Quiero ser muy claro: la idea de que en México «no hay cabida» para el conservadurismo es un ataque directo contra el fundamento más esencial de la democracia, que es la convivencia de distintas posturas ideológicas, aun cuando estas se encuentren en desacuerdo entre sí, lo que Sheinbaum —y quienes adoptan este discurso— parecen olvidar es que una democracia plural permite y protege el derecho a disentir, a pensar diferente y a defender principios diversos, el conservadurismo no es ni debe ser tratado como una ideología inferior, perniciosa u opresora simplemente porque no concuerda con las narrativas oficiales del poder, por el contrario, es una expresión legítima de una parte significativa de la ciudadanía, que merece el mismo respeto y reconocimiento que cualquier otra postura, negar esto no es solo irresponsable: es abrir la puerta al autoritarismo más descarado.

El lenguaje de la exclusión como herramienta del autoritarismo

Cuando Sheinbaum afirma categóricamente que el conservadurismo es el «enemigo del progreso» y que «no podemos permitir que esas ideas regresen porque quieren destruir las libertades del pueblo», está utilizando un lenguaje profundamente peligroso que busca deslegitimar a millones de personas que comparten una visión de la vida, la familia y la libertad que no concuerda con la agenda política del momento, está actitud no solo estigmatiza, sino que también polariza, alimentando narrativas de odio que dividen a la sociedad en dos bandos irreconciliables: de un lado, el «progreso iluminado» que el gobierno representa; del otro, el «oscuro retroceso» que supuestamente encarnan los conservadores.

Esta clase de discurso no es nueva, la historia nos ha enseñado que los regímenes totalitarios han manipulado el lenguaje de manera similar para consolidar el poder y eliminar cualquier forma de disidencia, el nazismo de Hitler como el fascismo de Mussolini identificaron a ciertos grupos sociales e ideológicos como los responsables del sufrimiento de las masas, a partir de ahí, construyeron un enemigo común al que era necesario derrotar a toda costa, por ejemplo la narrativa nazi contra los judíos: al identificar a este grupo como el «obstáculo» para el desarrollo y la prosperidad alemana, se justificaron actos atroces que comenzaron con la exclusión social y terminaron en un genocidio, aunque los contextos son completamente diferentes, la estructura discursiva es alarmantemente similar: se señala a un sector (en este caso, el conservadurismo) como el enemigo del pueblo, se deslegitiman sus ideas y al hacerlo, se habilita cualquier ataque contra ellos —sean estos simbólicos, legales o incluso físicos— con la excusa de proteger al «bien mayor».
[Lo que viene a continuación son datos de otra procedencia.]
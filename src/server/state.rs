//! Application state shared across handlers.
//!
//! `AppState` is the central state container. `FromRef` implementations let
//! handlers extract only the piece they need (the pool, or the token keys)
//! without taking the whole state.

use axum::extract::FromRef;
use sqlx::SqlitePool;

use crate::auth::sessions::TokenKeys;

/// Shared application state.
///
/// The pool is the single shared mutable resource; handlers hold no state
/// between requests.
#[derive(Clone)]
pub struct AppState {
    /// SQLite connection pool.
    pub pool: SqlitePool,
    /// HMAC keys for issuing and verifying session tokens.
    pub token_keys: TokenKeys,
}

impl AppState {
    pub fn new(pool: SqlitePool, token_keys: TokenKeys) -> Self {
        Self { pool, token_keys }
    }
}

impl FromRef<AppState> for SqlitePool {
    fn from_ref(app_state: &AppState) -> Self {
        app_state.pool.clone()
    }
}

impl FromRef<AppState> for TokenKeys {
    fn from_ref(app_state: &AppState) -> Self {
        app_state.token_keys.clone()
    }
}
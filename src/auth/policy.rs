//! Authorization policy.
//!
//! A single table-driven predicate over (role, action), evaluated once per
//! request after authentication succeeds. Handlers never reimplement role
//! checks ad hoc.

use crate::auth::users::Role;
use crate::error::ApiError;

/// Operations gated by the policy table.
#[derive(Debug, Clone, Copy, PartialEq, Eq)]
pub enum Action {
    /// List/get artists, albums, tracks.
    ReadCatalog,
    /// Create/update/delete artists, albums, tracks.
    WriteCatalog,
    /// List own favorites.
    ReadFavorites,
    /// Add/remove own favorites.
    WriteFavorites,
    /// List/add/delete users.
    ManageUsers,
    /// Change own password (old password re-proved in the handler).
    UpdateOwnPassword,
}

/// The policy table: operation × role → allow.
pub fn is_allowed(role: Role, action: Action) -> bool {
    match action {
        Action::ReadCatalog
        | Action::ReadFavorites
        | Action::WriteFavorites
        | Action::UpdateOwnPassword => true,
        Action::WriteCatalog => matches!(role, Role::Admin | Role::Editor),
        Action::ManageUsers => matches!(role, Role::Admin),
    }
}

/// Fail with `Forbidden` when the role may not perform the action.
pub fn require(role: Role, action: Action) -> Result<(), ApiError> {
    if is_allowed(role, action) {
        Ok(())
    } else {
        Err(ApiError::forbidden("Forbidden Access/Operation not allowed."))
    }
}

/// Admin accounts can never be deleted, not even by another Admin.
pub fn can_delete_user(target_role: Role) -> bool {
    target_role != Role::Admin
}
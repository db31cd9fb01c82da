//! Conversion of `ApiError` into enveloped HTTP responses.
//!
//! 4xx responses carry the error's message in `message` and leave `error`
//! null. 5xx responses say "Internal Server Error" and put the diagnostic
//! detail in `error`; internals are never leaked through 4xx paths.

use axum::http::StatusCode;
use axum::response::{IntoResponse, Json, Response};
use serde_json::Value;

use crate::envelope::Envelope;
use crate::error::types::ApiError;

impl IntoResponse for ApiError {
    fn into_response(self) -> Response {
        let status = self.status_code();

        let (message, error) = if status.is_server_error() {
            let detail = self.to_string();
            tracing::error!("request failed: {detail}");
            ("Internal Server Error".to_string(), Some(detail))
        } else {
            (self.to_string(), None)
        };

        let envelope = Envelope::new(status, Value::Null, message, error);
        (status, Json(envelope)).into_response()
    }
}

#[cfg(test)]
mod tests {
    use super::*;

    #[test]
    fn client_errors_keep_message_and_no_detail() {
        let response = ApiError::not_found("Artist not found.").into_response();
        assert_eq!(response.status(), StatusCode::NOT_FOUND);
    }

    #[test]
    fn server_errors_hide_internals() {
        let response = ApiError::internal("secret detail").into_response();
        assert_eq!(response.status(), StatusCode::INTERNAL_SERVER_ERROR);
    }
}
Lo verdaderamente irónico es que, mientras desde el oficialismo se acusa al conservadurismo de autoritario, intolerante y retrógrado, es el mismo gobierno el que está utilizando prácticas de exclusión y autoritarismo contra aquellos que no comulgan con su visión, ¿Qué es más autoritario: defender ciertos valores tradicionales, como la vida, la familia o la religión o intentar callar y expulsar a quienes los sostienen?, el fascismo no consiste en qué ideas se defienden, sino en cómo se trata a quienes piensan distinto y cuando un gobierno anuncia, sin pudor, que «no hay lugar» para una forma específica de pensar, lo que está ejerciendo no es democracia, sino totalitarismo.

La criminalización del conservadurismo y la perversión del lenguaje

El discurso oficial ha ido un paso más allá en la estrategia de eliminar al conservadurismo del espacio público: no solo lo condena como «reaccionario» o «retrógrado», sino que lo acusa directamente de querer imponer su moral al resto de la sociedad o de trabajar activamente en contra del pueblo, «El conservadurismo se disfraza de buena voluntad para boicotear la transformación», ha dicho Sheinbaum, sugiriendo que cualquier oposición, legítima o no, es una fuerza maliciosa que pretende destruir el supuesto «bien colectivo» que el gobierno asegura estar construyendo.

Este nivel de criminalización del adversario es una característica propia de los regímenes autoritarios, quien conoce la historia sabe que, bajo las dictaduras más brutales, la oposición es siempre descrita como un enemigo insidioso, casi invisible, que opera desde las sombras para sabotear al gobierno, el caso soviético, Stalin hablaba constantemente de «los enemigos del pueblo», aquellos que según él, obstaculizaban el avance del socialismo, en la práctica, esta retórica justificó purgas masivas, desde la censura hasta el envío de millones de personas a los gulags, cuando Sheinbaum acusa al conservadurismo como enemigo del progreso, está reproduciendo esta lógica perjudicial: cualquier desacuerdo legítimo, ya sea una postura contraria al aborto, un debate sobre el matrimonio, la defensa de la libertad religiosa o la crítica a políticas económicas y sociales, puede ser tachado de «boicot», esto no solo limita el debate público, sino que convierte ideas legítimas y valores profundamente humanos en meras caricaturas de maldad que deben ser erradicadas del espacio político y social.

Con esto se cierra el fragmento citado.